• WHAT TO DO: In how many lines of the records below does the word "SearchQuery" appear? Reply with the number only.

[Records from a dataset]
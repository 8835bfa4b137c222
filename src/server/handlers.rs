//! Route handlers.

use axum::extract::rejection::{PathRejection, QueryRejection};
use axum::extract::{Path, Query, State};
use axum::response::{IntoResponse, Response};
use axum::Json;
use serde_json::json;

use crate::gateway::ApiError;
use crate::models::{DocumentRequest, SearchFilters, SearchQuery, DEFAULT_MAX_CITES, DEFAULT_PAGE};
use crate::server::AppState;

type Pairs = Vec<(String, String)>;

/// `POST /api/search?formInput=..&pagenum=..&maxcites=..[&filters]`
pub(crate) async fn search(
    State(state): State<AppState>,
    params: Result<Query<Pairs>, QueryRejection>,
) -> Response {
    if !state.gateway.is_configured() {
        return ApiError::not_configured().into_response();
    }

    let query = match params
        .map_err(|e| ApiError::bad_request(e.body_text()))
        .and_then(|Query(pairs)| search_query_from_pairs(&pairs))
    {
        Ok(query) => query,
        Err(err) => return err.into_response(),
    };

    match state.gateway.search(query).await {
        Ok(result) => Json(result).into_response(),
        Err(err) => err.into_response(),
    }
}

/// `POST /api/doc/:doc_id?<params forwarded verbatim>`
pub(crate) async fn document(
    State(state): State<AppState>,
    doc_id: Result<Path<String>, PathRejection>,
    params: Result<Query<Pairs>, QueryRejection>,
) -> Response {
    let doc_id = match doc_id {
        Ok(Path(doc_id)) => doc_id,
        Err(e) => return ApiError::bad_request(e.body_text()).into_response(),
    };
    let pairs = match params {
        Ok(Query(pairs)) => pairs,
        Err(e) => return ApiError::bad_request(e.body_text()).into_response(),
    };

    let request = DocumentRequest::new(doc_id).params(pairs);
    match state.gateway.document(request).await {
        Ok(record) => Json(record).into_response(),
        Err(err) => err.into_response(),
    }
}

/// `GET /health`
pub(crate) async fn health(State(state): State<AppState>) -> Response {
    Json(json!({
        "status": "ok",
        "upstream": state.gateway.upstream_name(),
        "upstream_configured": state.gateway.is_configured(),
    }))
    .into_response()
}

/// Unknown routes
pub(crate) async fn not_found() -> Response {
    ApiError::new(404, "Not found").into_response()
}

/// Build a search from inbound query pairs. Empty numeric values take their defaults.
pub(crate) fn search_query_from_pairs(pairs: &[(String, String)]) -> Result<SearchQuery, ApiError> {
    let get = |key: &str| {
        pairs
            .iter()
            .rev()
            .find(|(k, _)| k == key)
            .map(|(_, v)| v.clone())
    };

    let page = parse_count(get("pagenum"), "pagenum", DEFAULT_PAGE)?;
    let max_cites = parse_count(get("maxcites"), "maxcites", DEFAULT_MAX_CITES)?;

    let filters = SearchFilters {
        doctypes: get("doctypes"),
        fromdate: get("fromdate"),
        todate: get("todate"),
        title: get("title"),
        cite: get("cite"),
        author: get("author"),
        bench: get("bench"),
    };

    Ok(SearchQuery::new(get("formInput").unwrap_or_default())
        .page(page)
        .max_cites(max_cites)
        .filters(filters))
}

fn parse_count(value: Option<String>, name: &str, default: u32) -> Result<u32, ApiError> {
    match value.as_deref().map(str::trim) {
        None | Some("") => Ok(default),
        Some(raw) => raw.parse::<u32>().map_err(|_| {
            ApiError::bad_request(format!(
                "{} must be a non-negative integer, got '{}'",
                name, raw
            ))
        }),
    }
}

#[cfg(test)]
mod tests {
    use super::*;

    fn pairs(items: &[(&str, &str)]) -> Pairs {
        items
            .iter()
            .map(|(k, v)| (k.to_string(), v.to_string()))
            .collect()
    }

    #[test]
    fn test_search_defaults() {
        let query = search_query_from_pairs(&pairs(&[("formInput", "murder")])).unwrap();
        assert_eq!(query, SearchQuery::new("murder"));
    }

    #[test]
    fn test_search_empty_numbers_use_defaults() {
        let query = search_query_from_pairs(&pairs(&[
            ("formInput", "murder"),
            ("pagenum", ""),
            ("maxcites", ""),
        ]))
        .unwrap();
        assert_eq!(query.page, 0);
        assert_eq!(query.max_cites, 5);
    }

    #[test]
    fn test_search_with_filters() {
        let query = search_query_from_pairs(&pairs(&[
            ("formInput", "bail"),
            ("pagenum", "3"),
            ("maxcites", "10"),
            ("doctypes", "supremecourt"),
            ("fromdate", "1-1-2010"),
            ("unknown", "ignored"),
        ]))
        .unwrap();
        assert_eq!(query.page, 3);
        assert_eq!(query.max_cites, 10);
        assert_eq!(query.filters.doctypes.as_deref(), Some("supremecourt"));
        assert_eq!(query.filters.fromdate.as_deref(), Some("1-1-2010"));
        assert!(query.filters.author.is_none());
    }

    #[test]
    fn test_search_rejects_negative_page() {
        let err = search_query_from_pairs(&pairs(&[("formInput", "x"), ("pagenum", "-1")]))
            .unwrap_err();
        assert_eq!(err.status, 400);
        assert!(err.message.contains("pagenum"));
    }
}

• WRITTEN ANSWER: 4